Тоня, если честно, не искала себе мужа. Наелась до того. Фёдор пришёл сам, бесстрастно перечислил несколько обязательных пунктов семейного кодекса. Которые счёл существенными (ничего особенного), вывалил на стол содержимое объёмного портмоне в денежном эквиваленте, – заначки не приемлю, отныне всё пополам. Хочу семью, уют хочу, любимую женщину, это не обсуждается. Хочу немедленно, сейчас.
– От добра – добра не ищут. Поживём – увидим, прошептала Тоня и прильнула к широкой груди жениха.
Жили дружно, интересно.
Егор тихо ушёл из жизни накануне майских праздников: сердце остановилось.
Странно. Ему ли было переживать. Жил как хотел.
Фёдор оказался замечательным, просто волшебным мужем и отцом.
Как-то Тоня по давней привычке спросила, – ты меня любишь?
Он насупился, – скажу, нет – поверишь!
Тоня, тоже по привычке, обиделась. Егор когда-то не уставал повторять, – люблю, люблю, люблю! Фёдор-то не такой и туда же.
Время стёрло многое, в том числе память о счастливых днях с Егором.
На Лебяжьем острове пропали лебеди – не на что стало содержать. Два альбома с фотографиями бесследно исчезли при переезде. Юля повзрослела, вышла замуж. Про отца почти не помнила.

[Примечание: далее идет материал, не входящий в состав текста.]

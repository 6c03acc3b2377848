//! UI state persistence
//!
//! Only `sidebar`, `theme` and `noteSidebar` survive a reload. Notifications,
//! modal and palette state are session-only and never written out.

use serde::de::DeserializeOwned;
use serde::{Deserialize, Deserializer, Serialize};
use serde_json::Value;
use thiserror::Error;

use crate::config::UiConfig;
use crate::state::{check_widescreen, Theme, UiState};
use crate::window::WindowHost;

/// Result type for persistence operations
pub type PersistenceResult<T> = Result<T, PersistenceError>;

/// Errors that can occur during persistence operations
#[derive(Debug, Error)]
pub enum PersistenceError {
    #[error("Failed to serialize UI state: {0}")]
    SerializationFailed(#[source] serde_json::Error),

    #[error("Failed to deserialize UI state: {0}")]
    DeserializationFailed(#[source] serde_json::Error),
}

/// The persisted projection of `UiState`
///
/// Unknown fields are ignored on load. Absent, null or malformed fields take
/// their defaults without affecting the others.
#[derive(Debug, Clone, Default, PartialEq, Eq, Serialize, Deserialize)]
#[serde(default, rename_all = "camelCase")]
pub struct PersistedUiState {
    #[serde(deserialize_with = "lenient")]
    pub sidebar: Option<String>,
    #[serde(deserialize_with = "lenient")]
    pub theme: Option<Theme>,
    #[serde(deserialize_with = "lenient")]
    pub note_sidebar: bool,
}

/// Decodes one field, falling back to its default when the value has the
/// wrong shape
fn lenient<'de, D, T>(deserializer: D) -> Result<T, D::Error>
where
    D: Deserializer<'de>,
    T: DeserializeOwned + Default,
{
    let value = Value::deserialize(deserializer)?;
    Ok(serde_json::from_value(value).unwrap_or_default())
}

/// Projects a state onto its persisted fields
pub fn to_persisted(state: &UiState) -> PersistedUiState {
    PersistedUiState {
        sidebar: state.sidebar.clone(),
        theme: Some(state.theme),
        note_sidebar: state.note_sidebar,
    }
}

/// Rebuilds a state from a snapshot
///
/// Starts from defaults, overlays the persisted fields, falls back to the
/// window's colour-scheme preference when no theme was saved, and computes
/// `widescreen` from the live viewport.
pub fn from_persisted(
    snapshot: &PersistedUiState,
    window: &dyn WindowHost,
    config: &UiConfig,
) -> UiState {
    UiState {
        sidebar: snapshot.sidebar.clone(),
        theme: snapshot
            .theme
            .unwrap_or_else(|| Theme::from_preference(window.prefers_dark_scheme())),
        note_sidebar: snapshot.note_sidebar,
        widescreen: check_widescreen(window.viewport().width, config.widescreen_threshold),
        ..UiState::default()
    }
}

/// Serializes a snapshot to JSON bytes
pub fn serialize_snapshot(snapshot: &PersistedUiState) -> PersistenceResult<Vec<u8>> {
    serde_json::to_vec_pretty(snapshot).map_err(PersistenceError::SerializationFailed)
}

/// Deserializes a snapshot from JSON bytes
pub fn deserialize_snapshot(bytes: &[u8]) -> PersistenceResult<PersistedUiState> {
    serde_json::from_slice(bytes).map_err(PersistenceError::DeserializationFailed)
}

/// Loads a snapshot, falling back to an empty one on error
pub fn load_snapshot_safe(bytes: &[u8]) -> PersistedUiState {
    deserialize_snapshot(bytes).unwrap_or_else(|err| {
        tracing::warn!(%err, "discarding unreadable UI snapshot");
        PersistedUiState::default()
    })
}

В этой жизни у Антонины были только Фёдор да дочь.
Любит она его или нет, в том даже себе боится признаться. Нет у неё никого дороже, хотя ни разу за столько лет она не призналась ему в любви.
В словах ли живёт любовь!
Морской прибой, луна, цикады, звёзды…
Давай в фантазию сыграем.
Вообразим, как будто мы
давным-давно друг друга знаем,
хотим, и страстно влюблены…
Валерий Столыпин
Жизнь не стоит на месте, какой бы статичной она ни казалась. Мало того, события, происходящие с нами, ни в коей мере не подчиняются формальной логике. Случайности различной насыщенности и значимости то бурлят и несутся, как выскакивающие из берегов потоки горной реки после дождя, то, как бы просачиваются сквозь песчаное дно, впитываясь в сыпучее русло практически бесследно.
Жизнь состоит из разрозненных эпизодов. В ней, кроме рассчитанных и правильных действий, достаточно курьёзов, роковых ошибок, иронии, авантюризма. Мы не можем употребить эти ингредиенты в концентрированном, разделённом на фракции виде по собственному желанию, потому, что кухня одна, а поваров, стряпающих изысканные блюда наших судеб, много.
Павел Савинов лицом к стенке купе болтался на верхней полке пассажирского поезда, следующего в Керчь. Он тосковал по себе вчерашнему, пытался вычленить из коктейля различных эпизодов семейного счастья, закончившегося так внезапно, причину крушения уютного и надёжного как казалось семейного судна.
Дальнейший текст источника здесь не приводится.